Unfortunately you won’t be able to use the aws-alias commands (start and stop and ssh etc) as this assumes it’s an on demand instance.

2 Likes

Hi Mike,

Thank you so much for your detailed explanation! I think you are right that I should stay with on-demand instance for now.

Happy New Year

Daniel

I’ve been thinking about doing something similar to try and reduce p2 costs. I’m curious what your strategy is for dealing with the data. Do you attach an existing EBS volume with your code and data already stored? Or do you download each time you spin up? Do you do anything to deal with an unexpected shutdown?

I’m thinking about using an EBS volume that holds all my code/data and attaching that each time I do a spot request, then mounting that drive and doing all the work there.

Amazon now offers automatic bidding, where they bid for you so your EC2 instance will not be automatically terminated. So you actually pay at the current spot price and the ceiling is on-demand price.

I was able to create a spot p2.xlarge instance, but I failed to connect using SSH, because I first need to set up a VPC, an internet gateway, a subnet, a route table, and then somehow make them work together. And I have no idea how any of that works. Does anyone know good resources on how to set these up, because at this point it feels overwhelming to me as I do not have experience in networking.

I’ve been using docker-machine to use AWS and it handles the networking stuff (VPC, etc) for you automatically (or you can specify what you already have). It also has the option to bid on spot instances. You should be able to use it to spin up a P2 instance with the fastai AMI pretty easily.

See:

(You can do this even if you aren’t going to use docker on your remote machine.)

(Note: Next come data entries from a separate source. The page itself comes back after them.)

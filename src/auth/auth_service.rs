use crate::auth::auth_model::{AuthResponse, LoginRequest, RegisterRequest, Session};
use crate::auth::auth_traits::{AuthApi, AuthServiceTrait};
use crate::auth::token_store::TokenStore;
use crate::errors::Result;
use crate::events::{EventBus, StoreEvent};
use async_trait::async_trait;
use log::{error, info};
use std::sync::Arc;

pub struct AuthService {
    api: Arc<dyn AuthApi>,
    tokens: Arc<TokenStore>,
    events: EventBus,
}

impl AuthService {
    pub fn new(api: Arc<dyn AuthApi>, tokens: Arc<TokenStore>, events: EventBus) -> Self {
        AuthService {
            api,
            tokens,
            events,
        }
    }
}

#[async_trait]
impl AuthServiceTrait for AuthService {
    async fn login(&self, request: LoginRequest) -> Result<AuthResponse> {
        let response = self.api.login(&request).await.map_err(|e| {
            error!("Login failed: {}", e);
            e
        })?;

        // Persist token
        self.tokens.save_token(&response.token)?;
        self.events.publish(StoreEvent::SessionChanged);
        info!("Logged in as {}", response.email);
        Ok(response)
    }

    async fn register(&self, request: RegisterRequest) -> Result<AuthResponse> {
        let response = self.api.register(&request).await.map_err(|e| {
            error!("Registration failed: {}", e);
            e
        })?;

        // Register returns the same shape as login, token included
        self.tokens.save_token(&response.token)?;
        self.events.publish(StoreEvent::SessionChanged);
        info!("Registered account for {}", response.email);
        Ok(response)
    }

    async fn logout(&self) -> Result<()> {
        self.tokens.clear()?;
        self.events.publish(StoreEvent::SessionChanged);
        Ok(())
    }

    fn current_session(&self) -> Session {
        self.tokens.session()
    }

    fn observe_session(&self) -> tokio::sync::broadcast::Receiver<StoreEvent> {
        self.events.subscribe()
    }
}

I don’t know much about docker, but I think I will be able to follow the guide. Do I then use ssh to connect to AWS or is there another method? What is the reason to use docker in this case and why is it better then default aws-get, aws-start and aws-stop aliases that are introduced in the course? How do I stop an AWS instance created using Docker?

docker-machine ssh machine_name
docker-machine start machine_name
docker-machine stop machine_name

I’m not saying this is a better method, just another option.